22

They’d eaten a rushed lunch huddled round a couple of laptops, digging up the basics on the St Georgen murder investigation. One point jumped out from all the press and police reports: the investigating team had penetrated far into the tunnels, but had eventually been forced to turn back.

The deeper they had gone, the higher the level of radiation they’d detected.

‘Haigerloch,’ Uncle Joe ventured. ‘The missing uranium. It has to be.’

‘Exactly,’ Miles agreed.

‘Fancy enlightening us?’ Jaeger prompted.

‘Haigerloch, a pretty village in southern Germany,’ Miles explained. ‘Towards the end of the war, the Nazis moved their top nuclear scientists – the Uranverein; the Uranium Club – plus their technology, out of Berlin, and secreted it in caves beneath Haigerloch’s pretty baroque church.

‘They presumed, rightly, that Allied warplanes would never venture there,’ he continued, ‘and even if they did, all they’d see was a quaint church. As matters transpired, American forces overran Haigerloch before the reactor could breed enough raw material to build a bomb. Or so everyone thought.’

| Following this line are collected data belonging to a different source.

//! Frame delivery from the host's sample thread to caller callbacks
//!
//! The host calls [`SampleSink::on_sample`] on a thread it owns. The
//! dispatcher wraps each sample with a snapshot of the stream's resolved
//! configuration and runs the callback synchronously on that thread.
//!
//! Callbacks must return promptly: a stalled callback stalls capture. They
//! must also not call back into graph control methods (`stop`, `reset_graph`
//! and friends), which wait for the callback to finish. Use [`frame_queue`]
//! to move frames to a task that is allowed to do both.

use bytes::Bytes;
use capdev_core::{RawSample, ResolvedAudioConfig, ResolvedVideoConfig, SampleSink, StreamKind};
use parking_lot::RwLock;
use std::panic::{self, AssertUnwindSafe};
use std::sync::atomic::{AtomicU64, Ordering};
use std::sync::Arc;
use tokio::sync::mpsc;
use tracing::{debug, error};

/// One frame as seen by a callback
#[derive(Debug)]
pub struct Frame<'a, C> {
    snapshot: &'a Arc<C>,
    /// Sample payload, only valid during the callback
    pub data: &'a [u8],
    /// Presentation start time, 100ns units
    pub start_time: i64,
    /// Presentation stop time, 100ns units
    pub stop_time: i64,
}

impl<'a, C> Frame<'a, C> {
    /// Configuration the stream was started with
    pub fn config(&self) -> &C {
        self.snapshot
    }

    /// Shared handle to the configuration snapshot
    pub fn snapshot(&self) -> Arc<C> {
        Arc::clone(self.snapshot)
    }

    /// Payload size in bytes
    pub fn size(&self) -> usize {
        self.data.len()
    }
}

/// Caller-supplied frame handler
pub type FrameCallback<C> = Arc<dyn Fn(&Frame<'_, C>) + Send + Sync>;

/// Handler for video frames
pub type VideoCallback = FrameCallback<ResolvedVideoConfig>;

/// Handler for audio frames
pub type AudioCallback = FrameCallback<ResolvedAudioConfig>;

/// Delivery counters of one dispatcher
#[derive(Debug, Clone, Copy, Default, PartialEq, Eq)]
pub struct DispatchStats {
    /// Samples handed to the callback
    pub delivered: u64,
    /// Samples that arrived while the dispatcher was inactive
    pub dropped: u64,
    /// Callback invocations that panicked
    pub callback_panics: u64,
    /// Payload bytes handed to the callback
    pub bytes: u64,
}

/// Sample sink that forwards to a caller callback
pub struct FrameDispatcher<C> {
    stream: StreamKind,
    callback: FrameCallback<C>,
    active: RwLock<Option<Arc<C>>>,
    delivered: AtomicU64,
    dropped: AtomicU64,
    panics: AtomicU64,
    bytes: AtomicU64,
}

impl<C> FrameDispatcher<C> {
    /// Inactive dispatcher for one stream
    pub fn new(stream: StreamKind, callback: FrameCallback<C>) -> Self {
        Self {
            stream,
            callback,
            active: RwLock::new(None),
            delivered: AtomicU64::new(0),
            dropped: AtomicU64::new(0),
            panics: AtomicU64::new(0),
            bytes: AtomicU64::new(0),
        }
    }

    /// Start delivering with a configuration snapshot
    pub fn activate(&self, config: C) {
        *self.active.write() = Some(Arc::new(config));
        debug!("{} dispatcher active", self.stream);
    }

    /// Stop delivering
    ///
    /// Returns after any callback running on the delivery thread has
    /// finished; no callback starts afterwards until the next `activate`.
    pub fn deactivate(&self) {
        if self.active.write().take().is_some() {
            debug!("{} dispatcher inactive", self.stream);
        }
    }

    /// Whether samples currently reach the callback
    pub fn is_active(&self) -> bool {
        self.active.read().is_some()
    }

    /// Snapshot of the delivery counters
    pub fn stats(&self) -> DispatchStats {
        DispatchStats {
            delivered: self.delivered.load(Ordering::Relaxed),
            dropped: self.dropped.load(Ordering::Relaxed),
            callback_panics: self.panics.load(Ordering::Relaxed),
            bytes: self.bytes.load(Ordering::Relaxed),
        }
    }

    /// Hand one sample to the callback
    pub fn dispatch(&self, sample: RawSample<'_>) {
        let guard = self.active.read();
        let Some(snapshot) = guard.as_ref() else {
            self.dropped.fetch_add(1, Ordering::Relaxed);
            return;
        };

        let frame = Frame {
            snapshot,
            data: sample.data,
            start_time: sample.start_time,
            stop_time: sample.stop_time,
        };

        // A panic must not unwind into the host's thread
        let outcome = panic::catch_unwind(AssertUnwindSafe(|| (self.callback)(&frame)));
        match outcome {
            Ok(()) => {
                self.delivered.fetch_add(1, Ordering::Relaxed);
                self.bytes.fetch_add(sample.data.len() as u64, Ordering::Relaxed);
            }
            Err(_) => {
                self.panics.fetch_add(1, Ordering::Relaxed);
                error!(
                    "{} frame callback panicked at {}; continuing with next sample",
                    self.stream, sample.start_time
                );
            }
        }
    }
}

impl<C: Send + Sync> SampleSink for FrameDispatcher<C> {
    fn on_sample(&self, sample: RawSample<'_>) {
        self.dispatch(sample);
    }
}

/// Frame copied out of the delivery thread
#[derive(Debug, Clone)]
pub struct OwnedFrame<C> {
    pub config: Arc<C>,
    pub data: Bytes,
    pub start_time: i64,
    pub stop_time: i64,
}

/// Receiving end of a [`frame_queue`]
#[derive(Debug)]
pub struct FrameReceiver<C> {
    receiver: mpsc::Receiver<OwnedFrame<C>>,
    dropped: Arc<AtomicU64>,
}

impl<C> FrameReceiver<C> {
    /// Wait for the next frame; `None` once the callback is gone
    pub async fn recv(&mut self) -> Option<OwnedFrame<C>> {
        self.receiver.recv().await
    }

    /// Next frame if one is queued
    pub fn try_recv(&mut self) -> Option<OwnedFrame<C>> {
        self.receiver.try_recv().ok()
    }

    /// Frames discarded because the queue was full
    pub fn dropped(&self) -> u64 {
        self.dropped.load(Ordering::Relaxed)
    }
}

/// Callback that copies frames into a bounded queue
///
/// The delivery thread never blocks on the queue; when it is full the frame
/// is discarded and counted.
pub fn frame_queue<C>(capacity: usize) -> (FrameCallback<C>, FrameReceiver<C>)
where
    C: Send + Sync + 'static,
{
    let (sender, receiver) = mpsc::channel(capacity.max(1));
    let dropped = Arc::new(AtomicU64::new(0));
    let counter = Arc::clone(&dropped);

    let callback: FrameCallback<C> = Arc::new(move |frame: &Frame<'_, C>| {
        let owned = OwnedFrame {
            config: frame.snapshot(),
            data: Bytes::copy_from_slice(frame.data),
            start_time: frame.start_time,
            stop_time: frame.stop_time,
        };
        if sender.try_send(owned).is_err() {
            counter.fetch_add(1, Ordering::Relaxed);
        }
    });

    (callback, FrameReceiver { receiver, dropped })
}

‘US forces dismantled the reactor. They recovered 664 cubes of uranium, forming the core. Each cube weighed roughly half a kilo, so 332 kilos all told. But Nazi records showed that one and a half tonnes of uranium had been trucked out of Berlin, which left over a tonne unaccounted for. The suspicion was that the Reich had established a second, ultra-secret reactor.’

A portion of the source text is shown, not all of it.